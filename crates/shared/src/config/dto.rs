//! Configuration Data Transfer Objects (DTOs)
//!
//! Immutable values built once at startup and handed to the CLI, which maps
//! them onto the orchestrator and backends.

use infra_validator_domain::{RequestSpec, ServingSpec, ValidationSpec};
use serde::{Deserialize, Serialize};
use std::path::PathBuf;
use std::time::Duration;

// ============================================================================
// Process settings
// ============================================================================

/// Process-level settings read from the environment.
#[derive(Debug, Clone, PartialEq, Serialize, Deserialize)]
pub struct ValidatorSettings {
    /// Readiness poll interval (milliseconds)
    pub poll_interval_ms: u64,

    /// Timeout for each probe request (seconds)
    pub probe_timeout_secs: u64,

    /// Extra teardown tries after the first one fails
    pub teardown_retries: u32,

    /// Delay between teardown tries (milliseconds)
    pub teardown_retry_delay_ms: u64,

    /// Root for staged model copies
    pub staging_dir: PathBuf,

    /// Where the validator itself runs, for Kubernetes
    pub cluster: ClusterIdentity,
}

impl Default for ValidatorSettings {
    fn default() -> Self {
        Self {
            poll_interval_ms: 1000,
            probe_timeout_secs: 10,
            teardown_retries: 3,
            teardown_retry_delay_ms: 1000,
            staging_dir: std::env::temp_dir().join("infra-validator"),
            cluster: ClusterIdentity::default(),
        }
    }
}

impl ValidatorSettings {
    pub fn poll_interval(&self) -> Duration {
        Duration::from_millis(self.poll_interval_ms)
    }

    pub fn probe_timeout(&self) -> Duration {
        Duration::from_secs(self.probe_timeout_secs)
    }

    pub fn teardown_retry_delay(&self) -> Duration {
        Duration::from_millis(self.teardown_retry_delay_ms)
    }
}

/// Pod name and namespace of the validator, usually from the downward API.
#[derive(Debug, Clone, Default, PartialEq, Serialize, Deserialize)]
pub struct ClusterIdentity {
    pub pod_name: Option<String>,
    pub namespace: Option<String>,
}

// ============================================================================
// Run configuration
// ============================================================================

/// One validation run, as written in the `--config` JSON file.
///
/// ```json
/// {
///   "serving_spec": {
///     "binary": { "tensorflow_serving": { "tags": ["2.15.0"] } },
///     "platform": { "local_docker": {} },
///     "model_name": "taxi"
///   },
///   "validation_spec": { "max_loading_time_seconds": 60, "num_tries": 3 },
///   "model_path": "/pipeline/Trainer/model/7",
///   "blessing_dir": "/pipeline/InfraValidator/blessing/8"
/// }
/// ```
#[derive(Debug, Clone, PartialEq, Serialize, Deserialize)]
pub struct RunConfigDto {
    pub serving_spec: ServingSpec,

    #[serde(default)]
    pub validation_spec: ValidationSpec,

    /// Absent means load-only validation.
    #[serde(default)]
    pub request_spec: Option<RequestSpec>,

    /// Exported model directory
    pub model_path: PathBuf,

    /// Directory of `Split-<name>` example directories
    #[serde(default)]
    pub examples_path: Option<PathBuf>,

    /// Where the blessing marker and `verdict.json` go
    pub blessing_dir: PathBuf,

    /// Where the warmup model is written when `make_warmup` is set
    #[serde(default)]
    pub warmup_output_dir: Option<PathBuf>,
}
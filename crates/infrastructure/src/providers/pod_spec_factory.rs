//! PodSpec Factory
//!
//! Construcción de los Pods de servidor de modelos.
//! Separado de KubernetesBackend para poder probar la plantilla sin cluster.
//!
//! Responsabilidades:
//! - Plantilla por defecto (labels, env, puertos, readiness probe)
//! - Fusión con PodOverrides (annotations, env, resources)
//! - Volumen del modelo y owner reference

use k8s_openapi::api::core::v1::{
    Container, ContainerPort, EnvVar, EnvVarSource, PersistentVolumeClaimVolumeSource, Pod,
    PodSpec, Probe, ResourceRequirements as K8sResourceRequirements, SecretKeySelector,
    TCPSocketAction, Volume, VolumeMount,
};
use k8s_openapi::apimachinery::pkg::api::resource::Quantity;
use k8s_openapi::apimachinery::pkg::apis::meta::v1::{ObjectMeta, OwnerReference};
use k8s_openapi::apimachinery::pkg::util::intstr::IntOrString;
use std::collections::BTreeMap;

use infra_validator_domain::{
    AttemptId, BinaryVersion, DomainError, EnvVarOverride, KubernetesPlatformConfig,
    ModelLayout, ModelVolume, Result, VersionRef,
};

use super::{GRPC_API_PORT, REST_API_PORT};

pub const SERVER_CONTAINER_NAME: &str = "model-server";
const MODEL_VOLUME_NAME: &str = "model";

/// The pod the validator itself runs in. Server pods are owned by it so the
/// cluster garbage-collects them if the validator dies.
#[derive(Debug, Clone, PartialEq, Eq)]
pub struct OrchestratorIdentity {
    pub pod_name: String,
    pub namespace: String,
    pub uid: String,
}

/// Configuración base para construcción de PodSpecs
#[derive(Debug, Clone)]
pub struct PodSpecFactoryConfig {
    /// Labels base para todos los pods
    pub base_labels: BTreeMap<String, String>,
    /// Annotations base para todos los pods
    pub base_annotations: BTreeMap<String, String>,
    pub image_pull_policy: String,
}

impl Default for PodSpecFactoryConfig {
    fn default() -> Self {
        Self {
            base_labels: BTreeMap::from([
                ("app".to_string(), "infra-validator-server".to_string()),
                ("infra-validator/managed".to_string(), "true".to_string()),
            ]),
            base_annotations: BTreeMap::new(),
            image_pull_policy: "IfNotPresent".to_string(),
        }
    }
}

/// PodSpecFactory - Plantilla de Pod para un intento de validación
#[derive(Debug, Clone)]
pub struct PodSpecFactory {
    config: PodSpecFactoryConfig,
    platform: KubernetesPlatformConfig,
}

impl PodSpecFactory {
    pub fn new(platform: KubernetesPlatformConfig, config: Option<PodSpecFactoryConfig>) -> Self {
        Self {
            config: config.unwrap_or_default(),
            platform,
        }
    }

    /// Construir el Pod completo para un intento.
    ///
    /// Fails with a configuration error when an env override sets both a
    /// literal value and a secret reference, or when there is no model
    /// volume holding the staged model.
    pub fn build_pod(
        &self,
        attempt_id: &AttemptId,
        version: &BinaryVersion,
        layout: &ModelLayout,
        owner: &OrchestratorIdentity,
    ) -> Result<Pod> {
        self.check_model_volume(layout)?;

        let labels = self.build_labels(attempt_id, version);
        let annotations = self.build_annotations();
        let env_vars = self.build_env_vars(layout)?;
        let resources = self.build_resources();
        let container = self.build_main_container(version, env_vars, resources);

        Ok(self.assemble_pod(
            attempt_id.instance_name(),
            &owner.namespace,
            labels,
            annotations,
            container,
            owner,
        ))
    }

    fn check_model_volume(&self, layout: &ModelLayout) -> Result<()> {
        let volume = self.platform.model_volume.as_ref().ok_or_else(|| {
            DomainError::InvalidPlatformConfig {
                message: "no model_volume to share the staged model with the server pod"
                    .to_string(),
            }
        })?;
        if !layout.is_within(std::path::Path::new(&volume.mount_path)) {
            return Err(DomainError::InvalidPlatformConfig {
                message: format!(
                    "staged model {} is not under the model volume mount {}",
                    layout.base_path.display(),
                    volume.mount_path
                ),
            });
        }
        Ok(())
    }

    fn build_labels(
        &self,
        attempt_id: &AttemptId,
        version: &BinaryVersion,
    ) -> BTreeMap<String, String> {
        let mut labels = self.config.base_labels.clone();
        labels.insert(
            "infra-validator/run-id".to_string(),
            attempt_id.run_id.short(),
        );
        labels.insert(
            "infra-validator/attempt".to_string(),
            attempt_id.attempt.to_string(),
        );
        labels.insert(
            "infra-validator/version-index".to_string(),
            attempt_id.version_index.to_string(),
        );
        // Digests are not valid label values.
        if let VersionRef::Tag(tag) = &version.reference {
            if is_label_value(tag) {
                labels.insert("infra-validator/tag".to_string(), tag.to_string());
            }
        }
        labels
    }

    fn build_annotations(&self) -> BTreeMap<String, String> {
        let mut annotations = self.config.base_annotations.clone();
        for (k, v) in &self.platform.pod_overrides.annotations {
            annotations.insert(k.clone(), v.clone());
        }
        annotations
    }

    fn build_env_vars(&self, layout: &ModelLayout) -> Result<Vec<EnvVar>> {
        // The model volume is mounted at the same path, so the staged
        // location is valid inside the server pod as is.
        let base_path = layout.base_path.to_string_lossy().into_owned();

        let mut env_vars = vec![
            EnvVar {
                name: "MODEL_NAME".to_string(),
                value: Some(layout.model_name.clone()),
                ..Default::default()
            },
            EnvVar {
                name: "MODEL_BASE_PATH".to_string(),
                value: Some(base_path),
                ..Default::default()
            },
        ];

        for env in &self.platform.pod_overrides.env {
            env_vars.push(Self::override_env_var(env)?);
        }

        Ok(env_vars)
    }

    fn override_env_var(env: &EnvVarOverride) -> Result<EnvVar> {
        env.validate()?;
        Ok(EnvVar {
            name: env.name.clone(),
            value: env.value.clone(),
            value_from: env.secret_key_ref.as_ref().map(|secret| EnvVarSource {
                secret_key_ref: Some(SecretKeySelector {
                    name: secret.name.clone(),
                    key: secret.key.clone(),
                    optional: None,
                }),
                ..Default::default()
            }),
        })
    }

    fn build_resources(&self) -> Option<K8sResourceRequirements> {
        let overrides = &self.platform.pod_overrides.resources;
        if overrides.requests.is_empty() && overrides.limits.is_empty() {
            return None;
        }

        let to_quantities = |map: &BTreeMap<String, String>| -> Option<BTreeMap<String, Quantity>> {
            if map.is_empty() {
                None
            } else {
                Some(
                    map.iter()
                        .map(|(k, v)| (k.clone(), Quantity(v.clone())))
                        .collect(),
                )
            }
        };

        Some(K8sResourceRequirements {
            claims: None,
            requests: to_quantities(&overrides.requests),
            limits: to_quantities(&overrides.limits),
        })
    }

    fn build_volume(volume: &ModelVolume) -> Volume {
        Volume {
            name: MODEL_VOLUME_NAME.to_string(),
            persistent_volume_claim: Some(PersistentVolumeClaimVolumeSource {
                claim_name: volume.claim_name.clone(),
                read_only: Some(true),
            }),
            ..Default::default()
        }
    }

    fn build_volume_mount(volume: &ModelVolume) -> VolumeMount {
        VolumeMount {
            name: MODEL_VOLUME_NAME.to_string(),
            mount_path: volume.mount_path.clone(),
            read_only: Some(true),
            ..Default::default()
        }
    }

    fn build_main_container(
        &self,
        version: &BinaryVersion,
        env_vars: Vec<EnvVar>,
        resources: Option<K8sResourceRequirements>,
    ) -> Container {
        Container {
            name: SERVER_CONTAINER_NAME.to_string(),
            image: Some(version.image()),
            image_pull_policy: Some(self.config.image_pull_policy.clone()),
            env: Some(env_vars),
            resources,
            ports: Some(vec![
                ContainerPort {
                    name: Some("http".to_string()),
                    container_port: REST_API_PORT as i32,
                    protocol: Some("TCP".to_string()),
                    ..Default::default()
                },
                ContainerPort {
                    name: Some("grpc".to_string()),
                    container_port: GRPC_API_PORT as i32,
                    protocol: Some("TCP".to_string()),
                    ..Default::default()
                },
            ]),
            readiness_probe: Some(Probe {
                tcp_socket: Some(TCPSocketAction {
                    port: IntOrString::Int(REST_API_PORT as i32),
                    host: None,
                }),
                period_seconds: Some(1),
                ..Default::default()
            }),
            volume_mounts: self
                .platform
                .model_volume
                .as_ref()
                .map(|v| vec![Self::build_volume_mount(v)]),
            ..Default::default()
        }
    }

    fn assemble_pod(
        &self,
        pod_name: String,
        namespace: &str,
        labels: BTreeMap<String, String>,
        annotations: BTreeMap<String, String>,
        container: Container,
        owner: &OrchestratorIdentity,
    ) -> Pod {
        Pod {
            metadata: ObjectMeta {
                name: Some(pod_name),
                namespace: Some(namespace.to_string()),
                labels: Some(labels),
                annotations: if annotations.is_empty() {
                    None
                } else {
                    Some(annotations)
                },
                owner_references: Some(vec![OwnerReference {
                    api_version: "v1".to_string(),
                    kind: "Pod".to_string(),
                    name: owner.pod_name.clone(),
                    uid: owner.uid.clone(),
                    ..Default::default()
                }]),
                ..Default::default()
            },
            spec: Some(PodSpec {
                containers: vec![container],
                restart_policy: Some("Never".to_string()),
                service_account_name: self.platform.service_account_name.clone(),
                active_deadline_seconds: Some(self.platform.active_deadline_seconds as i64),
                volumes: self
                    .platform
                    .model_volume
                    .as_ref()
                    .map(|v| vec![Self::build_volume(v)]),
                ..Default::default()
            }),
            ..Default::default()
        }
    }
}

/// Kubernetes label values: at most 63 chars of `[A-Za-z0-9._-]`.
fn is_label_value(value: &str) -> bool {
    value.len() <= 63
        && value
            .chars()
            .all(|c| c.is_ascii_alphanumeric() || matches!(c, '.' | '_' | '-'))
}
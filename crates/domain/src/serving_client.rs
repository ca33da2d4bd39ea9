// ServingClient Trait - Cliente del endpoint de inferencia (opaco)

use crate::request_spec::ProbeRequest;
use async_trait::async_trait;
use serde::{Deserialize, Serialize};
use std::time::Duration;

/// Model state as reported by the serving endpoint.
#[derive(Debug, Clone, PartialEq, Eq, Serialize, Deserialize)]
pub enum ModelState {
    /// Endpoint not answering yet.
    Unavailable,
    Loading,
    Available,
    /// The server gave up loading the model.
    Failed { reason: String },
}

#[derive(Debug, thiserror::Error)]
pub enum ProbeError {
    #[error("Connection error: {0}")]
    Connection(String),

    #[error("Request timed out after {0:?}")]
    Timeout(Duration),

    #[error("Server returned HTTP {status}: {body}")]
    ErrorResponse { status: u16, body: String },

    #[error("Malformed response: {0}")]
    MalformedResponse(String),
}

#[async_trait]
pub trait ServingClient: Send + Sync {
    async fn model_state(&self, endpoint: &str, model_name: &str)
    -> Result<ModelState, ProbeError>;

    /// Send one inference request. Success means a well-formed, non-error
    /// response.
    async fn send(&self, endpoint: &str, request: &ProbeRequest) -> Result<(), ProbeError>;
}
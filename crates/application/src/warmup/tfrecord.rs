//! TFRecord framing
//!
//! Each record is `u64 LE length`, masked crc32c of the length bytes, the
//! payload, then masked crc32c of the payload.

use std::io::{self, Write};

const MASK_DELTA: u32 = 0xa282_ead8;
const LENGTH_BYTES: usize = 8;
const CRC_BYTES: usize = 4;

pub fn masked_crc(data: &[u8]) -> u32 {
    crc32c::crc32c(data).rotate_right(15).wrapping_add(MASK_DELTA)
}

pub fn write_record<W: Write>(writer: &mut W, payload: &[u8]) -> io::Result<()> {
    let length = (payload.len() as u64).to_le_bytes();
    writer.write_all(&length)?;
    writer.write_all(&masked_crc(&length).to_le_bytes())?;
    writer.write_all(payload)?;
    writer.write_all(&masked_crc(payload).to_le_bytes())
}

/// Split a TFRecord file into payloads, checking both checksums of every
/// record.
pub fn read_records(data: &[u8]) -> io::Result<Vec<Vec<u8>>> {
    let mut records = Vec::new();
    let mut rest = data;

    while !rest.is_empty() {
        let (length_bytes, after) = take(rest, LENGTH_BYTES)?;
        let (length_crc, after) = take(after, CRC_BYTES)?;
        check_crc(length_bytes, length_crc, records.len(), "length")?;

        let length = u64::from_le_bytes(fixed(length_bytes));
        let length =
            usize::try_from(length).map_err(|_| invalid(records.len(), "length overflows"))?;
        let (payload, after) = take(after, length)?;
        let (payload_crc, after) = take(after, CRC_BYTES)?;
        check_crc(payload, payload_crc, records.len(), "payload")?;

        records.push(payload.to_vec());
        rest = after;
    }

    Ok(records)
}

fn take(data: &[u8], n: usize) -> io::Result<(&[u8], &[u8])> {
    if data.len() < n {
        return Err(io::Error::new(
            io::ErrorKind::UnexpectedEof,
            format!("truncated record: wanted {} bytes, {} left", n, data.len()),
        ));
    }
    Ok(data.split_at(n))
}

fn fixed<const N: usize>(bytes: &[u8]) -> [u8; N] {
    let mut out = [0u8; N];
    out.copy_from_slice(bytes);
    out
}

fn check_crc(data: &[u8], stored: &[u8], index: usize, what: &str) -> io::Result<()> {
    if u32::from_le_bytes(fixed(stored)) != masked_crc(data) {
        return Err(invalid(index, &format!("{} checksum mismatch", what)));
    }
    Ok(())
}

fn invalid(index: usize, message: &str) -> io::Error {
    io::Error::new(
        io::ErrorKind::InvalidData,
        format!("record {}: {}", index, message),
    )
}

REQUIRED WORK: Return each line of the records above in which the word "None" occurs.

SOLUTION FOR THIS TASK:
                    optional: None,
            return None;
                None
            claims: None,
                    host: None,
                    None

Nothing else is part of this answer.